Almir Velagic, 34, liebt die Arbeit an den Gewichten genauso wie Kusterer. Gerade in diesen Tagen, wo die Form stimmt, hat der Superschwergewichtler (Klasse ab 105 kg) großen Spaß. „Das ist wie bei einem Fußballer, der aufs leere Tor schießen darf.“ Er ist schon das dritte Mal bei Olympia dabei. Zweimal ist er auf Platz acht gelandet, obwohl er seine Leistung in London im Vergleich zu Peking um 13 Kilo gesteigert hat.

„Es ist schon immer so gewesen, dass ich mir meine Konkurrenten anschaue und denke: Eigentlich dürfte der hier nicht am Start sein“, sagt der 150-Kilo-Mann, der während unseres Gesprächs zwei Ladungen Palatschinken verdrückt. ­Velagic muss essen, sehr viel essen. 8.000 Kalorien am Tag. Das geht nur mit zusätzlichen Eiweißdrinks und Kohlehydrate-Shakes. Diese Mittel sind erlaubt – im Gegensatz zu den üblichen Verdächtigen in Pillenform: Nandrolon, Metandienon, Stanozolol oder Metenolon.

„Sobald ein Doper gesperrt ist, kommt ein neuer nach“

„Wir Gewichtheber wachsen mit Dopingmeldungen auf. Das ist leider so selbstverständlich wie Wasser trinken“, sagt er. Ihn wundert vor allem, dass „die Leute, die jetzt nachträglich erwischt wurden, in den sozialen Netzwerken so tun, als sei gar nichts passiert, die posten weiter ihre Bilder vom Training, das ist schon unglaublich.“ Dann sagt er mit einem Kopfschütteln: „Wenn mir das passiert wäre, ich würde mich irgendwo einschließen im Keller und alle Türen verriegeln.“

Wenn alle ehrlich gehoben hätten, dann hätte Velagic, der mit seiner Familie 1992 vor den Bürgerkriegswirren in Bosnien nach Deutschland geflohen ist, vielleicht ein paar Medaillen mehr gewonnen in seiner Karriere.

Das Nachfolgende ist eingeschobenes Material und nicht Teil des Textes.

//! Ignition cut-off relay driver.
//!
//! GPIO high energises the relay coil, which opens the ignition / fuel
//! pump feed and immobilises the vehicle.
//!
//! ## Safety contract
//!
//! The relay must only engage in the Panic lockdown phase.  That is
//! decided by the state machine; this driver is a dumb actuator that
//! logs every edge so immobilisation is always traceable.

use embedded_hal::digital::{Error as _, OutputPin, PinState};
use log::{info, warn};

#[derive(Debug, Clone, Copy, PartialEq, Eq)]
pub enum RelayState {
    Released,
    Engaged,
}

pub struct Relay<P> {
    pin: P,
    state: RelayState,
}

impl<P: OutputPin> Relay<P> {
    pub fn new(pin: P) -> Self {
        Self {
            pin,
            state: RelayState::Released,
        }
    }

    pub fn set(&mut self, engaged: bool) {
        let target = if engaged {
            RelayState::Engaged
        } else {
            RelayState::Released
        };
        if target == self.state {
            return;
        }

        match self.pin.set_state(PinState::from(engaged)) {
            Ok(()) => {
                info!("Relay: {:?} -> {:?}", self.state, target);
                self.state = target;
            }
            Err(e) => warn!("Relay: pin write failed ({:?}), still {:?}", e.kind(), self.state),
        }
    }

    /// De-energise the coil, writing the pin even if already released.
    pub fn release(&mut self) {
        match self.pin.set_low() {
            Ok(()) => {
                if self.state == RelayState::Engaged {
                    info!("Relay: Engaged -> Released");
                }
                self.state = RelayState::Released;
            }
            Err(e) => warn!("Relay: release failed ({:?}), still {:?}", e.kind(), self.state),
        }
    }

    pub fn state(&self) -> RelayState {
        self.state
    }

    pub fn is_engaged(&self) -> bool {
        self.state == RelayState::Engaged
    }
}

Bei Kontinentalmeisterschaften ist ihm das gelungen, aber sobald die ganze Welt mithebt, wird Velagic distanziert. Das muss einen doch kirre machen? „Wenn das Antidopingsystem mal greifen würde, ergäbe sich für mich schon eine Chance“, antwortet er. „Das Problem ist: Sobald ein Doper gesperrt ist, kommt schon ein neuer nach.“

Doch die Chancen für Velagic stehen jetzt bei den Olympischen Spielen so gut wie nie, weil ein paar der besonders dreisten Pharmafreunde diesmal nicht dabei sind. Velagic könnte, mit ein wenig Glück und der entsprechenden Tagesform, eine Bronzemedaille gewinnen. Er weiß auch schon, wie: „Im entscheidenden Moment muss ich die Eier haben, 250 Kilogramm zu stoßen, meine Kraftwerte sind so gut wie noch nie.“ Und sollte er Vierter werden oder Fünfter, muss er nur die Nachtests in ein paar Jahren abwarten.